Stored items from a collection
────────
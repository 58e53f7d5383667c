#![cfg_attr(feature = "fail-on-warnings", deny(warnings))]
#![allow(clippy::cast_precision_loss)]

mod common;

use common::{assert_close, process_segmented, process_whole, random_source, source_len};
use moosicbox_interpolator::{InterpolatorF32, InterpolatorState};
use test_case::test_case;

// Dyadic rates keep every read position exactly representable, so the
// segmented and single-call runs evaluate identical windows.
#[test_case(0.125; "upsample_by_8")]
#[test_case(0.25; "upsample_by_4")]
#[test_case(0.5; "upsample_by_2")]
#[test_case(1.0; "unit_rate")]
#[test_case(1.5; "downsample_by_1_5")]
#[test_case(2.0; "downsample_by_2")]
#[test_case(3.75; "downsample_by_3_75")]
#[test_case(4.0; "downsample_by_4")]
fn test_segmented_matches_whole_f32(rate: f32) {
    let count = 512;
    let src = random_source::<f32>(source_len(count, f64::from(rate)), 1);

    let whole = process_whole(&src, count, rate);
    let segmented = process_segmented(&src, count, rate, 8, 1);

    assert_close(&whole, &segmented, 1e-5);
}

#[test_case(0.1; "rate_0_1")]
#[test_case(0.3; "rate_0_3")]
#[test_case(0.7; "rate_0_7")]
#[test_case(1.1; "rate_1_1")]
#[test_case(2.9; "rate_2_9")]
#[test_case(7.3; "rate_7_3")]
fn test_segmented_matches_whole_f64(rate: f64) {
    let count = 4096;
    let src = random_source::<f64>(source_len(count, rate), 7);

    let whole = process_whole(&src, count, rate);
    let segmented = process_segmented(&src, count, rate, 8, 7);

    assert_close(&whole, &segmented, 1e-6);
}

#[test_case(1; "seed_1")]
#[test_case(2; "seed_2")]
#[test_case(3; "seed_3")]
#[test_case(42; "seed_42")]
fn test_rate_four_random_segments(seed: u64) {
    let count = 512;
    let rate = 4.0_f32;
    let src = random_source::<f32>(source_len(count, 4.0), seed);

    let whole = process_whole(&src, count, rate);
    let segmented = process_segmented(&src, count, rate, 8, seed);

    assert_close(&whole, &segmented, 1e-5);
}

#[test_case(1; "single_sample_segments")]
#[test_case(2; "up_to_two_samples")]
#[test_case(3; "up_to_three_samples")]
fn test_short_segments(max_segment: usize) {
    let count = 256;
    let rate = 0.375_f32;
    let src = random_source::<f32>(source_len(count, 0.375), 11);

    let whole = process_whole(&src, count, rate);
    let segmented = process_segmented(&src, count, rate, max_segment, 11);

    assert_close(&whole, &segmented, 1e-5);
}

#[test_log::test]
fn test_single_sample_sources_trigger_compaction() {
    let count = 128;
    let rate = 0.25_f32;
    let src = random_source::<f32>(source_len(count, 0.25), 5);
    let whole = process_whole(&src, count, rate);

    let mut dst = vec![0.0; count];
    let mut interpolator = InterpolatorF32::new(count, 0.0);
    let mut max_len = 0;
    let mut compactions = 0;

    for sample in src.chunks(1) {
        let len_before = interpolator.context_len();
        interpolator.process(&mut dst, sample, rate);
        let len_after = interpolator.context_len();

        max_len = max_len.max(len_after);
        if len_after <= len_before {
            compactions += 1;
        }

        if interpolator.is_done() {
            break;
        }
    }

    assert!(interpolator.is_done());
    assert_eq!(max_len, moosicbox_interpolator::DEFAULT_CONTEXT_SIZE);
    assert!(compactions > 0);
    assert_close(&whole, &dst, 1e-5);
}

#[test_log::test]
fn test_fixed_source_chunks_into_one_destination() {
    let count = 512;
    let rate = 0.1_f64;
    let src: Vec<f64> = (1..=source_len(count, rate)).map(|i| i as f64).collect();

    let whole = process_whole(&src, count, rate);

    let mut dst = vec![0.0; count];
    let mut interpolator = moosicbox_interpolator::InterpolatorF64::new(count, 0.0);

    for chunk in src.chunks(8) {
        let state = interpolator.process(&mut dst, chunk, rate);
        assert_ne!(state, InterpolatorState::DestExhausted);

        if state == InterpolatorState::Done {
            break;
        }
    }

    assert!(interpolator.is_done());
    assert_close(&whole, &dst, 1e-9);

    // A cubic through a linear ramp is the ramp itself, so nothing drifts.
    for (i, value) in dst.iter().enumerate() {
        let expected = (i as f64).mul_add(rate, 1.0);
        assert!((value - expected).abs() < 1e-9, "{i}: {value} != {expected}");
    }
}
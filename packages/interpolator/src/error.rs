use thiserror::Error;

pub type Result<T> = std::result::Result<T, Error>;

/// Precondition violations rejected by [`crate::Interpolator::try_process`].
#[derive(Debug, Clone, PartialEq, Error)]
pub enum Error {
    #[error("Invalid rate {0}: must be finite and greater than zero")]
    InvalidRate(f64),

    #[error("Destination of length {len} is shorter than the write offset {offset}")]
    DestinationTooShort { len: usize, offset: usize },
}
────────
§ What the exercise asks:
A faithful copy of all the records is required.

§ Response to this exercise:
repository 58e53f7d5383667c
#![cfg_attr(feature = "fail-on-warnings", deny(warnings))]
#![allow(clippy::cast_precision_loss)]

mod common;

use common::{assert_close, process_segmented, process_whole, random_source, source_len};
use moosicbox_interpolator::{InterpolatorF32, InterpolatorState};
use test_case::test_case;

// Dyadic rates keep every read position exactly representable, so the
// segmented and single-call runs evaluate identical windows.
#[test_case(0.125; "upsample_by_8")]
#[test_case(0.25; "upsample_by_4")]
#[test_case(0.5; "upsample_by_2")]
#[test_case(1.0; "unit_rate")]
#[test_case(1.5; "downsample_by_1_5")]
#[test_case(2.0; "downsample_by_2")]
#[test_case(3.75; "downsample_by_3_75")]
#[test_case(4.0; "downsample_by_4")]
fn test_segmented_matches_whole_f32(rate: f32) {
    let count = 512;
    let src = random_source::<f32>(source_len(count, f64::from(rate)), 1);

    let whole = process_whole(&src, count, rate);
    let segmented = process_segmented(&src, count, rate, 8, 1);

    assert_close(&whole, &segmented, 1e-5);
}

#[test_case(0.1; "rate_0_1")]
#[test_case(0.3; "rate_0_3")]
#[test_case(0.7; "rate_0_7")]
#[test_case(1.1; "rate_1_1")]
#[test_case(2.9; "rate_2_9")]
#[test_case(7.3; "rate_7_3")]
fn test_segmented_matches_whole_f64(rate: f64) {
    let count = 4096;
    let src = random_source::<f64>(source_len(count, rate), 7);

    let whole = process_whole(&src, count, rate);
    let segmented = process_segmented(&src, count, rate, 8, 7);

    assert_close(&whole, &segmented, 1e-6);
}

#[test_case(1; "seed_1")]
#[test_case(2; "seed_2")]
#[test_case(3; "seed_3")]
#[test_case(42; "seed_42")]
fn test_rate_four_random_segments(seed: u64) {
    let count = 512;
    let rate = 4.0_f32;
    let src = random_source::<f32>(source_len(count, 4.0), seed);

    let whole = process_whole(&src, count, rate);
    let segmented = process_segmented(&src, count, rate, 8, seed);

    assert_close(&whole, &segmented, 1e-5);
}

#[test_case(1; "single_sample_segments")]
#[test_case(2; "up_to_two_samples")]
#[test_case(3; "up_to_three_samples")]
fn test_short_segments(max_segment: usize) {
    let count = 256;
    let rate = 0.375_f32;
    let src = random_source::<f32>(source_len(count, 0.375), 11);

    let whole = process_whole(&src, count, rate);
    let segmented = process_segmented(&src, count, rate, max_segment, 11);

    assert_close(&whole, &segmented, 1e-5);
}

#[test_log::test]
fn test_single_sample_sources_trigger_compaction() {
    let count = 128;
    let rate = 0.25_f32;
    let src = random_source::<f32>(source_len(count, 0.25), 5);
    let whole = process_whole(&src, count, rate);

    let mut dst = vec![0.0; count];
    let mut interpolator = InterpolatorF32::new(count, 0.0);
    let mut max_len = 0;
    let mut compactions = 0;

    for sample in src.chunks(1) {
        let len_before = interpolator.context_len();
        interpolator.process(&mut dst, sample, rate);
        let len_after = interpolator.context_len();

        max_len = max_len.max(len_after);
        if len_after <= len_before {
            compactions += 1;
        }

        if interpolator.is_done() {
            break;
        }
    }

    assert!(interpolator.is_done());
    assert_eq!(max_len, moosicbox_interpolator::DEFAULT_CONTEXT_SIZE);
    assert!(compactions > 0);
    assert_close(&whole, &dst, 1e-5);
}

#[test_log::test]
fn test_fixed_source_chunks_into_one_destination() {
    let count = 512;
    let rate = 0.1_f64;
    let src: Vec<f64> = (1..=source_len(count, rate)).map(|i| i as f64).collect();

    let whole = process_whole(&src, count, rate);

    let mut dst = vec![0.0; count];
    let mut interpolator = moosicbox_interpolator::InterpolatorF64::new(count, 0.0);

    for chunk in src.chunks(8) {
        let state = interpolator.process(&mut dst, chunk, rate);
        assert_ne!(state, InterpolatorState::DestExhausted);

        if state == InterpolatorState::Done {
            break;
        }
    }

    assert!(interpolator.is_done());
    assert_close(&whole, &dst, 1e-9);

    // A cubic through a linear ramp is the ramp itself, so nothing drifts.
    for (i, value) in dst.iter().enumerate() {
        let expected = (i as f64).mul_add(rate, 1.0);
        assert!((value - expected).abs() < 1e-9, "{i}: {value} != {expected}");
    }
}
filename packages/interpolator/src/error.rs
use thiserror::Error;

pub type Result<T> = std::result::Result<T, Error>;

/// Precondition violations rejected by [`crate::Interpolator::try_process`].
#[derive(Debug, Clone, PartialEq, Error)]
pub enum Error {
    #[error("Invalid rate {0}: must be finite and greater than zero")]
    InvalidRate(f64),

    #[error("Destination of length {len} is shorter than the write offset {offset}")]
    DestinationTooShort { len: usize, offset: usize },
}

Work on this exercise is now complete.